Confirmed speakers include:

Future Postive Studio – a multidisciplinary creative and digital studio that specialises in content, strategy and social outreach. Co-founders Jakub Michalski and Igor Termenon will expolore the potential of digital technology and offer one-to-one or workshop opportunities to discuss any questions you many have about how to use digital to its best advantage

Highland Print Studio – an open access workshop with facilities for printmaking (intaglio, relief, sceenprinting and stone lithography) and digital imaging.
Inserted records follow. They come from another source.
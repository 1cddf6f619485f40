use crate::error::{CampaignError, CampaignResult};
use chrono::{DateTime, Utc};
use serde::{Deserialize, Serialize};
use std::collections::HashMap;
use uuid::Uuid;

/// A candidate recipient.
#[derive(Debug, Clone, PartialEq, Serialize, Deserialize)]
pub struct User {
    pub id: Uuid,
    pub email: String,
    #[serde(default)]
    pub username: String,
    #[serde(default)]
    pub first_name: String,
    #[serde(default)]
    pub last_name: String,
    #[serde(default = "default_true")]
    pub is_active: bool,
    #[serde(default)]
    pub is_staff: bool,
    pub date_joined: DateTime<Utc>,
    #[serde(default)]
    pub last_login: Option<DateTime<Utc>>,
    #[serde(default)]
    pub attributes: HashMap<String, serde_json::Value>,
}

const SCALAR_FIELDS: &[&str] = &[
    "id",
    "email",
    "username",
    "first_name",
    "last_name",
    "is_active",
    "is_staff",
    "date_joined",
    "last_login",
];

fn default_true() -> bool {
    true
}

impl User {
    pub fn new(email: impl Into<String>, date_joined: DateTime<Utc>) -> Self {
        let email = email.into();
        let username = email.split('@').next().unwrap_or_default().to_string();
        Self {
            id: Uuid::new_v4(),
            email,
            username,
            first_name: String::new(),
            last_name: String::new(),
            is_active: true,
            is_staff: false,
            date_joined,
            last_login: None,
            attributes: HashMap::new(),
        }
    }

    pub fn with_name(mut self, first: impl Into<String>, last: impl Into<String>) -> Self {
        self.first_name = first.into();
        self.last_name = last.into();
        self
    }

    pub fn with_attribute(mut self, key: impl Into<String>, value: serde_json::Value) -> Self {
        self.attributes.insert(key.into(), value);
        self
    }

    /// Resolve a field path such as `date_joined` or `attributes.plan.tier`.
    /// `__` is accepted as a separator alongside `.`.
    ///
    /// Missing attribute keys resolve to [`FieldValue::Null`]; unknown
    /// top-level fields are an error.
    pub fn field(&self, path: &str) -> CampaignResult<FieldValue> {
        Self::check_field_path(path)?;
        let normalized = path.replace("__", ".");
        let mut segments = normalized.split('.');
        let head = segments.next().unwrap_or_default();
        let value = match head {
            "id" => FieldValue::Text(self.id.to_string()),
            "email" => FieldValue::Text(self.email.clone()),
            "username" => FieldValue::Text(self.username.clone()),
            "first_name" => FieldValue::Text(self.first_name.clone()),
            "last_name" => FieldValue::Text(self.last_name.clone()),
            "is_active" => FieldValue::Bool(self.is_active),
            "is_staff" => FieldValue::Bool(self.is_staff),
            "date_joined" => FieldValue::DateTime(self.date_joined),
            "last_login" => self
                .last_login
                .map_or(FieldValue::Null, FieldValue::DateTime),
            _ => {
                let key = segments.next().unwrap_or_default();
                let mut current = self.attributes.get(key);
                for segment in segments {
                    current = current.and_then(|v| v.get(segment));
                }
                current.map_or(FieldValue::Null, FieldValue::from_json)
            }
        };
        Ok(value)
    }

    /// Validate a field path without resolving it against a user.
    pub fn check_field_path(path: &str) -> CampaignResult<()> {
        let normalized = path.replace("__", ".");
        let mut segments = normalized.split('.');
        let head = segments.next().unwrap_or_default();
        if head == "attributes" {
            return match segments.next() {
                Some(key) if !key.is_empty() => Ok(()),
                _ => Err(CampaignError::rule("attribute path needs a key")),
            };
        }
        if !SCALAR_FIELDS.contains(&head) {
            return Err(CampaignError::rule(format!("unsupported field '{head}'")));
        }
        if segments.next().is_some() {
            return Err(CampaignError::rule(format!(
                "field '{head}' has no nested values (path '{path}')"
            )));
        }
        Ok(())
    }

    /// JSON view used as the template rendering context.
    pub fn to_context(&self) -> serde_json::Value {
        let mut value = serde_json::to_value(self).unwrap_or(serde_json::Value::Null);
        if let serde_json::Value::Object(map) = &mut value {
            map.insert(
                "full_name".to_string(),
                serde_json::Value::String(self.full_name()),
            );
        }
        value
    }

    pub fn full_name(&self) -> String {
        format!("{} {}", self.first_name, self.last_name)
            .trim()
            .to_string()
    }
}

/// A resolved field value on a candidate.
#[derive(Debug, Clone, PartialEq)]
pub enum FieldValue {
    Null,
    Bool(bool),
    Number(f64),
    Text(String),
    DateTime(DateTime<Utc>),
}

impl FieldValue {
    pub fn from_json(value: &serde_json::Value) -> Self {
        match value {
            serde_json::Value::Null => Self::Null,
            serde_json::Value::Bool(b) => Self::Bool(*b),
            serde_json::Value::Number(n) => n.as_f64().map_or(Self::Null, Self::Number),
            serde_json::Value::String(s) => Self::Text(s.clone()),
            other => Self::Text(other.to_string()),
        }
    }

    pub fn is_null(&self) -> bool {
        matches!(self, Self::Null)
    }
}

/// Whether a rule narrows the candidate set or subtracts from it.
#[derive(Debug, Clone, Copy, PartialEq, Eq, Hash, Serialize, Deserialize, Default)]
#[serde(rename_all = "snake_case")]
pub enum RuleMethod {
    #[default]
    Filter,
    Exclude,
}

/// Comparison applied between a candidate's field and the rule value.
#[derive(Debug, Clone, Copy, PartialEq, Eq, Hash, Serialize, Deserialize)]
#[serde(rename_all = "lowercase")]
pub enum Lookup {
    Exact,
    IExact,
    Contains,
    IContains,
    StartsWith,
    IStartsWith,
    EndsWith,
    IEndsWith,
    Regex,
    IRegex,
    Gt,
    Gte,
    Lt,
    Lte,
    Range,
    In,
    IsNull,
}

/// One declarative predicate on a campaign.
#[derive(Debug, Clone, PartialEq, Eq, Serialize, Deserialize)]
pub struct FilterRule {
    #[serde(default)]
    pub method: RuleMethod,
    pub field: String,
    pub lookup: Lookup,
    /// Raw comparison value; may be symbolic (`now-7 days`, `today`).
    pub value: String,
}

impl FilterRule {
    pub fn filter(field: impl Into<String>, lookup: Lookup, value: impl Into<String>) -> Self {
        Self {
            method: RuleMethod::Filter,
            field: field.into(),
            lookup,
            value: value.into(),
        }
    }

    pub fn exclude(field: impl Into<String>, lookup: Lookup, value: impl Into<String>) -> Self {
        Self {
            method: RuleMethod::Exclude,
            ..Self::filter(field, lookup, value)
        }
    }
}

/// Persisted campaign definition.
#[derive(Debug, Clone, PartialEq, Eq, Serialize, Deserialize)]
pub struct Campaign {
    #[serde(default = "Uuid::new_v4")]
    pub id: Uuid,
    pub name: String,
    #[serde(default)]
    pub enabled: bool,
    /// Entity type whose creation triggers an evaluation of this campaign.
    #[serde(default)]
    pub trigger_entity: Option<String>,
    #[serde(default)]
    pub rules: Vec<FilterRule>,
    pub subject_template: String,
    pub body_template: String,
    #[serde(default)]
    pub from_email: Option<String>,
    #[serde(default)]
    pub from_email_name: Option<String>,
}

impl Campaign {
    pub fn new(
        name: impl Into<String>,
        subject_template: impl Into<String>,
        body_template: impl Into<String>,
    ) -> Self {
        Self {
            id: Uuid::new_v4(),
            name: name.into(),
            enabled: true,
            trigger_entity: None,
            rules: Vec::new(),
            subject_template: subject_template.into(),
            body_template: body_template.into(),
            from_email: None,
            from_email_name: None,
        }
    }

    pub fn disabled(mut self) -> Self {
        self.enabled = false;
        self
    }

    pub fn with_rules(mut self, rules: Vec<FilterRule>) -> Self {
        self.rules = rules;
        self
    }

    pub fn with_sender(mut self, address: impl Into<String>, name: Option<&str>) -> Self {
        self.from_email = Some(address.into());
        self.from_email_name = name.map(str::to_string);
        self
    }

    pub fn triggered_by(mut self, entity: impl Into<String>) -> Self {
        self.trigger_entity = Some(entity.into());
        self
    }

    pub fn validate(&self) -> CampaignResult<()> {
        if self.name.trim().is_empty() {
            return Err(CampaignError::config("campaign must define a name"));
        }
        Ok(())
    }
}

/// Durable proof that a user received a campaign send.
#[derive(Debug, Clone, PartialEq, Eq, Serialize, Deserialize)]
pub struct SentRecord {
    pub id: Uuid,
    pub campaign_id: Uuid,
    pub user_id: Uuid,
    pub date: DateTime<Utc>,
    pub from_email: String,
    pub from_email_name: Option<String>,
    pub subject: String,
    pub body: String,
}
Studio Manager John McNaught will discuss the facilites and the work of the HPS and run one-to-one portfolio reviews for aspiring and well-established printmakers

Hot Tap Media – is a digital production company. Its director, Rebecca Thompson, will give an insight into the potential of crowdfunding as a means to fund creative projects. She will also offer more personal advice during one-to-ones or small group workshops

The Poundshop – an art project with the goal of spreading design to a wider audience and creating a platform for designers to sell items in pop-up shops. Sara Melin will give a presentation and run also run a creative workshop

Talent Development Initiative – there will be presentations from three successful applicants of the 2014 Talent Development Initiative: Suzy Lee, Heather McDermott and Emma Noble giving them the opportunity to showcase how their work has developed thanks to the support of this programme

Wasps Studios - a charity that provides affordable studios to support artists and arts organisations across Scotland. Michelle Emery-Barker will reveal their plans to develop a studio with accommodation in Skye

There will also be an evening meal on Thursday 14 May at the Isle of Skye Baking Company featuring a performance from Leighton Jones (included in the cost of your ticket)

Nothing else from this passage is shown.